Aziza Mirsaidova
Aziza is an Applied Scientist at Oracle in Generative and Responsible AI with more than 3 years of experience with ML/NLP technologies. Previously she worked in LLM evaluation and content moderation in AI safety at Microsoft’s Responsible & OpenAI research team. She is a graduate of a master’s degree program in Artificial Intelligence from Northwestern University. Throughout her time at Northwestern, she worked as a ML Research Associate at Technological for Inclusive Learning and Teaching Lab (tiilt) in building multimodal conversation analysis applications called Blinc. She was a Data Science for Social Good Fellow at University of Washington’s eScience Institute during the summer of 2022. Aziza is interested in developing machine learning and Generative AI tools and systems to solve complex and social impact driven problems. Once she is done coding, she is either training for her next marathon race or hiking somewhere around PNW.

Sessions
Large Language Models (LLMs) generate contextual informative responses , but they also pose risks related to harmful outputs such as violent speech, threats, explicit content, and adversarial attacks.

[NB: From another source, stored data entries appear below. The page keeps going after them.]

//! Configuration for tastychat.
//!
//! All configuration is read from environment variables or CLI arguments.
//! No global configuration file is used; a `.env` in the working directory
//! is loaded once (without overriding already-set variables).
//!
//! Environment variable keys are centralized here for consistency.

use crate::error::AgentError;
use std::time::Duration;

/// Environment variable key constants.
/// Use these when reading env vars to avoid typos and enable refactoring.
pub mod env_keys {
    // ─── Model endpoint ─────────────────────────────────────────────────────
    pub const MODEL_IDENTIFIER: &str = "MODEL_IDENTIFIER";
    pub const OPENAI_BASE_URL: &str = "OPENAI_BASE_URL";
    pub const OPENAI_API_KEY: &str = "OPENAI_API_KEY";
    pub const ANTHROPIC_API_KEY: &str = "ANTHROPIC_API_KEY";

    // ─── Prompt ─────────────────────────────────────────────────────────────
    pub const AGENT_CUSTOM_RULES: &str = "AGENT_CUSTOM_RULES";

    // ─── Tool-provider credentials (consumed by the subprocess) ─────────────
    pub const TASTYTRADE_CLIENT_SECRET: &str = "TASTYTRADE_CLIENT_SECRET";
    pub const TASTYTRADE_REFRESH_TOKEN: &str = "TASTYTRADE_REFRESH_TOKEN";
    pub const TASTYTRADE_ACCOUNT_ID: &str = "TASTYTRADE_ACCOUNT_ID";

    // ─── Tastychat knobs ────────────────────────────────────────────────────
    pub const PROVIDER_COMMAND: &str = "TASTYCHAT_PROVIDER_COMMAND";
    pub const PROVIDER_TIMEOUT_SECS: &str = "TASTYCHAT_PROVIDER_TIMEOUT_SECS";
    pub const MAX_ITERATIONS: &str = "TASTYCHAT_MAX_ITERATIONS";
    pub const LOG_LEVEL: &str = "LOG_LEVEL";
    pub const LOG_JSON: &str = "TASTYCHAT_LOG_JSON";
}

/// Load `.env` from the current directory into the process environment.
/// Existing variables win. Safe to call more than once.
pub fn load_dotenv() {
    use std::sync::Once;
    static INIT: Once = Once::new();
    INIT.call_once(|| {
        let _ = dotenvy::dotenv();
    });
}

fn env_optional(key: &str) -> Option<String> {
    std::env::var(key).ok().filter(|v| !v.trim().is_empty())
}

fn env_or(key: &str, default: &str) -> String {
    env_optional(key).unwrap_or_else(|| default.to_string())
}

fn env_u64(key: &str, default: u64) -> u64 {
    env_optional(key)
        .and_then(|v| v.parse().ok())
        .unwrap_or(default)
}

fn env_bool(key: &str, default: bool) -> bool {
    match env_optional(key) {
        Some(v) => !matches!(v.to_lowercase().as_str(), "0" | "false" | "no" | "off"),
        None => default,
    }
}

// ─── Model endpoint configuration ───────────────────────────────────────────

/// LLM endpoint configuration.
#[derive(Debug, Clone)]
pub struct LlmConfig {
    /// Model identifier in `provider:name` form (e.g. "openai:gpt-4o-mini").
    pub model: String,
    /// Optional endpoint override for OpenAI-compatible APIs.
    pub base_url: Option<String>,
    /// API key for the selected endpoint.
    pub api_key: String,
}

impl LlmConfig {
    pub fn from_env() -> Self {
        load_dotenv();
        let model = env_or(env_keys::MODEL_IDENTIFIER, "openai:gpt-4o-mini");
        let base_url = env_optional(env_keys::OPENAI_BASE_URL);
        // The Anthropic key only applies to anthropic:/claude models; the
        // OpenAI key is the default for everything else.
        let api_key = if model.starts_with("anthropic:") || model.contains("claude") {
            env_or(env_keys::ANTHROPIC_API_KEY, "")
        } else {
            env_or(env_keys::OPENAI_API_KEY, "")
        };
        Self {
            model,
            base_url,
            api_key,
        }
    }
}

// ─── Tool-provider configuration ────────────────────────────────────────────

/// How to reach the external tool server.
#[derive(Debug, Clone)]
pub struct ProviderConfig {
    /// Program to spawn.
    pub command: String,
    /// Arguments for the program.
    pub args: Vec<String>,
    /// Bound on spawn + handshake + catalog enumeration.
    pub startup_timeout: Duration,
}

impl Default for ProviderConfig {
    fn default() -> Self {
        Self {
            command: "uv".to_string(),
            args: vec![
                "run".to_string(),
                "tasty-agent".to_string(),
                "stdio".to_string(),
            ],
            startup_timeout: Duration::from_secs(60),
        }
    }
}

impl ProviderConfig {
    pub fn from_env() -> Self {
        load_dotenv();
        let mut cfg = match env_optional(env_keys::PROVIDER_COMMAND) {
            Some(cmdline) => match parse_command_line(&cmdline) {
                Some((command, args)) => Self {
                    command,
                    args,
                    ..Default::default()
                },
                None => Self::default(),
            },
            None => Self::default(),
        };
        cfg.startup_timeout =
            Duration::from_secs(env_u64(env_keys::PROVIDER_TIMEOUT_SECS, 60));
        cfg
    }
}

/// Split a whitespace-separated command line into program + args.
/// Returns `None` for a blank line. No quoting support; the provider
/// command is a fixed short invocation, not a shell script.
fn parse_command_line(line: &str) -> Option<(String, Vec<String>)> {
    let mut parts = line.split_whitespace().map(str::to_string);
    let command = parts.next()?;
    Some((command, parts.collect()))
}

// ─── Session configuration ──────────────────────────────────────────────────

/// Everything a chat session needs, assembled once at startup.
#[derive(Debug, Clone)]
pub struct SessionConfig {
    pub llm: LlmConfig,
    pub provider: ProviderConfig,
    /// Policy fragment spliced into the system prompt.
    pub custom_rules: Option<String>,
    /// Per-turn bound on the model ↔ tool cycle.
    pub max_iterations: usize,
}

impl SessionConfig {
    pub fn from_env() -> Self {
        load_dotenv();
        Self {
            llm: LlmConfig::from_env(),
            provider: ProviderConfig::from_env(),
            custom_rules: env_optional(env_keys::AGENT_CUSTOM_RULES),
            max_iterations: env_u64(env_keys::MAX_ITERATIONS, 20) as usize,
        }
    }
}

// ─── Tool-server credentials ────────────────────────────────────────────────

/// OAuth credentials consumed by the tool-provider subprocess.
/// Host mode refuses to bind without them.
#[derive(Debug, Clone)]
pub struct Credentials {
    pub client_secret: Option<String>,
    pub refresh_token: Option<String>,
    pub account_id: Option<String>,
}

impl Credentials {
    pub fn from_env() -> Self {
        load_dotenv();
        Self {
            client_secret: env_optional(env_keys::TASTYTRADE_CLIENT_SECRET),
            refresh_token: env_optional(env_keys::TASTYTRADE_REFRESH_TOKEN),
            account_id: env_optional(env_keys::TASTYTRADE_ACCOUNT_ID),
        }
    }

    /// Require both OAuth values to be present.
    pub fn validate(&self) -> Result<(), AgentError> {
        let mut missing = Vec::new();
        if self.client_secret.is_none() {
            missing.push(env_keys::TASTYTRADE_CLIENT_SECRET);
        }
        if self.refresh_token.is_none() {
            missing.push(env_keys::TASTYTRADE_REFRESH_TOKEN);
        }
        if missing.is_empty() {
            Ok(())
        } else {
            Err(AgentError::Configuration(format!(
                "missing required environment variables: {}",
                missing.join(", ")
            )))
        }
    }
}

// ─── Observability configuration ────────────────────────────────────────────

#[derive(Debug, Clone)]
pub struct ObservabilityConfig {
    pub log_level: String,
    pub log_json: bool,
}

impl ObservabilityConfig {
    pub fn from_env() -> Self {
        load_dotenv();
        Self {
            log_level: env_or(env_keys::LOG_LEVEL, "info").to_lowercase(),
            log_json: env_bool(env_keys::LOG_JSON, false),
        }
    }
}

#[cfg(test)]
mod tests {
    use super::*;

    #[test]
    fn command_line_splits_program_and_args() {
        let (cmd, args) = parse_command_line("uv run tasty-agent stdio").unwrap();
        assert_eq!(cmd, "uv");
        assert_eq!(args, vec!["run", "tasty-agent", "stdio"]);
    }

    #[test]
    fn blank_command_line_is_rejected() {
        assert!(parse_command_line("   ").is_none());
    }

    #[test]
    fn default_provider_command_is_the_tasty_agent_stdio_server() {
        let cfg = ProviderConfig::default();
        assert_eq!(cfg.command, "uv");
        assert_eq!(cfg.args, vec!["run", "tasty-agent", "stdio"]);
        assert_eq!(cfg.startup_timeout, Duration::from_secs(60));
    }

    #[test]
    fn credentials_validation_names_every_missing_key() {
        let creds = Credentials {
            client_secret: None,
            refresh_token: None,
            account_id: None,
        };
        let err = creds.validate().unwrap_err();
        let msg = err.to_string();
        assert!(msg.contains("TASTYTRADE_CLIENT_SECRET"));
        assert!(msg.contains("TASTYTRADE_REFRESH_TOKEN"));
    }

    #[test]
    fn credentials_validation_passes_without_account_id() {
        let creds = Credentials {
            client_secret: Some("secret".into()),
            refresh_token: Some("token".into()),
            account_id: None,
        };
        assert!(creds.validate().is_ok());
    }
}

In this tutorial, we will focus on building a robust content moderation pipeline for LLM-generated text, designed to detect and mitigate harmful outputs in real-time. We will work through a hands-on project where participants will implement a content moderation system from scratch via two different ways. First is through using open source LLM models via Ollama and conducting various prompt engineering techniques. The second is fine tuning small open source LLMs on a content moderation specific datasets. It will also include identifying adversarial attacks, including jailbreaks, and applying both rule-based and machine learning approaches to filter inappropriate content.
This tutorial is aimed at AI engineers, researchers, and practitioners who are involved in deploying LLMs and are looking to implement moderation systems that prevent harmful content. A basic understanding of LLMs, NLP techniques and comfort in Python and Pytorch will be helpful. The GitHub repository contained code and datasets will be shared prior to the tutorial.